Acá llueve todos los veranos y otoños, de modo que resulta imposible recordar cuál fue esa primera lluvia; sin embargo, me tocó ver a una sobrina norteña que, a sus cuatro años, quedó pasmada por unas cuantas gotas que no entendía de dónde venían.
De niños, las raras tardes en que granizaba veíamos el espectáculo tras la ventana: el pequeño jardín mutaba de verde a blanco, y cuando escampaba mi madre nos abrigaba para que saliéramos a conocer de cerca esas esferitas blancas que se deshacían en la palma de la mano y que guardábamos por poco tiempo en un vaso con la intención de hacer nieve de limón, un fracaso.

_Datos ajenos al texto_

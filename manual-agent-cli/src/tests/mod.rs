//! Unit tests for manual-agent-cli, organized by module.
//!
//! Tests are BDD-style with clear Given/When/Then comments and descriptive names.
//! Each submodule documents the behaviour under test.

mod config;
//! Agent execution error types.
//!
//! Returned by `Node::run` and `CompiledStateGraph::invoke`. Every variant here is
//! fatal to the current turn; non-fatal conditions (unknown tool, missing usage
//! metadata, ambiguous classification) are absorbed by the nodes themselves.

use thiserror::Error;

/// Agent execution error.
///
/// A turn that returns one of these leaves the session at its last checkpoint:
/// the graph only persists state after a successful run.
#[derive(Debug, Error)]
pub enum AgentError {
    /// Execution failed with a message (e.g. tool transport error, bad routing).
    #[error("execution failed: {0}")]
    ExecutionFailed(String),

    /// The inference collaborator could not be reached or returned no usable answer.
    #[error("inference unavailable: {0}")]
    InferenceUnavailable(String),

    /// The model kept requesting tools after the per-turn round budget was spent.
    #[error("tool loop limit reached after {0} rounds")]
    ToolLoopLimit(u32),

    /// The graph ran more node steps than its recursion limit allows.
    #[error("recursion limit of {0} steps reached")]
    RecursionLimit(usize),

    /// Saving the final state failed.
    #[error("checkpoint failed: {0}")]
    Checkpoint(String),
}
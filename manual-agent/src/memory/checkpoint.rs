//! Checkpoint and metadata types.
//!
//! A checkpoint is a full snapshot of the graph state for one session, saved after a
//! successful run.

use std::time::SystemTime;

use uuid::Uuid;

/// Metadata for a single checkpoint (source, step, created_at).
#[derive(Debug, Clone, PartialEq)]
pub struct CheckpointMetadata {
    pub source: CheckpointSource,
    /// Node steps the run took before the snapshot.
    pub step: u64,
    pub created_at: Option<SystemTime>,
}

/// Source of the checkpoint (input, loop, update, fork).
#[derive(Debug, Clone, Copy, PartialEq, Eq)]
pub enum CheckpointSource {
    Input,
    Loop,
    Update,
    Fork,
}

impl CheckpointSource {
    pub fn as_str(&self) -> &'static str {
        match self {
            CheckpointSource::Input => "input",
            CheckpointSource::Loop => "loop",
            CheckpointSource::Update => "update",
            CheckpointSource::Fork => "fork",
        }
    }

    /// Parses the stored form; unknown strings map to `Update`.
    pub fn parse(s: &str) -> Self {
        match s {
            "input" => CheckpointSource::Input,
            "loop" => CheckpointSource::Loop,
            "fork" => CheckpointSource::Fork,
            _ => CheckpointSource::Update,
        }
    }
}

/// One checkpoint: state snapshot plus id/ts.
///
/// Stored by a `Checkpointer` keyed by (thread_id, checkpoint_ns, checkpoint_id).
/// `channel_values` is the graph state `S`.
///
/// **Interaction**: Produced by `CompiledStateGraph::invoke`; consumed by
/// `Checkpointer::put`, returned by `get_tuple`.
#[derive(Debug, Clone)]
pub struct Checkpoint<S> {
    pub id: String,
    /// Milliseconds since the Unix epoch, as text.
    pub ts: String,
    pub channel_values: S,
    pub metadata: CheckpointMetadata,
}

/// Item returned by `Checkpointer::list`.
#[derive(Debug, Clone)]
pub struct CheckpointListItem {
    pub checkpoint_id: String,
    pub metadata: CheckpointMetadata,
}

impl<S> Checkpoint<S> {
    /// Creates a checkpoint from the current state. Uses the current time for ts.
    pub fn from_state(state: S, source: CheckpointSource, step: u64) -> Self {
        let now = SystemTime::now();
        let ts = now
            .duration_since(SystemTime::UNIX_EPOCH)
            .map(|d| d.as_millis())
            .unwrap_or(0)
            .to_string();
        Self {
            id: Uuid::new_v4().to_string(),
            ts,
            channel_values: state,
            metadata: CheckpointMetadata {
                source,
                step,
                created_at: Some(now),
            },
        }
    }
}

#[cfg(test)]
mod tests {
    use super::*;

    /// **Scenario**: Every source survives as_str then parse.
    #[test]
    fn checkpoint_source_str_forms() {
        for s in [
            CheckpointSource::Input,
            CheckpointSource::Loop,
            CheckpointSource::Update,
            CheckpointSource::Fork,
        ] {
            assert_eq!(CheckpointSource::parse(s.as_str()), s);
        }
        assert_eq!(CheckpointSource::parse("bogus"), CheckpointSource::Update);
    }

    /// **Scenario**: from_state fills metadata and gives each checkpoint its own id.
    #[test]
    fn from_state_sets_metadata_and_unique_id() {
        let a = Checkpoint::from_state(1, CheckpointSource::Update, 4);
        let b = Checkpoint::from_state(1, CheckpointSource::Update, 4);
        assert_ne!(a.id, b.id);
        assert_eq!(a.metadata.step, 4);
        assert_eq!(a.metadata.source, CheckpointSource::Update);
        assert!(a.metadata.created_at.is_some());
        assert!(a.ts.parse::<u128>().is_ok());
    }
}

En los años setenta, uno de nuestros paseos recurrentes era ir al Bosque del Pedregal. Subíamos a pie por una calzada hasta llegar a lo más alto, cerca de una explanada donde había búfalos. Bueno, eran bisontes, pero nosotros nos referíamos a ellos como búfalos, que después, por falta de cuidados se fueron muriendo uno a uno. Una de esas veces le permitieron a mi mamá subir en coche, dado que resultaban evidentes sus muchos meses de embarazo. Estando allá arriba, el cielo soltó un aguacero marca diablo, siendo el único refugio a la redonda el vocho materno. Ese día comprobé que el auto tenía capacidad para 4 señoras y 8 niños, unos encima de otros; solo se respetó el espacio de mi madre al volante. Yo tenía 5 años y aún nos oigo muertos de risa durante el descenso, empapados por esa lluvia a cántaros.
La lluvia en el coche era un juego: las gotas competían rumbo abajo en los cristales; los limpiadores del coche bailaban parejos, llevando el ritmo, derecha-izquierda; se podía dibujar con el dedo caritas felices o jugar gato sobre el vaho en las ventanas; se tensaba el ambiente cuando había que limpiar de prisa el parabrisas empañado, ya fuera con un puñado de kleenex, un suéter, o lo que hubiera a mano. Era emocionante ver las calles inundadas, con el agua brotando de las alcantarillas como fuentes improvisadas de agua color café con leche. Algunos coches se quedaban atascados, pero nosotros confiábamos en la promesa publicitaria según la cual a aquel escarabajo azul no le entraba el agua jamás, que estaba bien sellado por debajo, que flotaba, que aunque usted no lo crea, en el año 68 había atravesado el Lago de Chapala. Nunca supe si eso había sido cierto, hasta ahora que lo googleo; me quedé con las ganas de sentir que llegaba a mi casa en lancha.
Años después, en la Expo Sevilla 92, México obsequió a la Reina Doña Sofía un VW rojo, entonces orgullosamente ensamblado en nuestra planta poblana: tecnología alemana con mano de obra mexicana. La gente lo rodeaba para admirarlo, se asomaban por las ventanillas, lo fotografiaban. Hoy sé que la marca no estaba presente allá, pero en ese tiempo no entendía mucho qué le admiraban a un vochito sencillo, como aquel que sonaba dos veces el inconfundible claxon cada vez que mi mamá regresaba a casa.
Es tiempo de lluvia, y para recordar he plagiado el título de una canción melancólica del Serrat y me he puesto a escribir esto. Mientras, veo llover.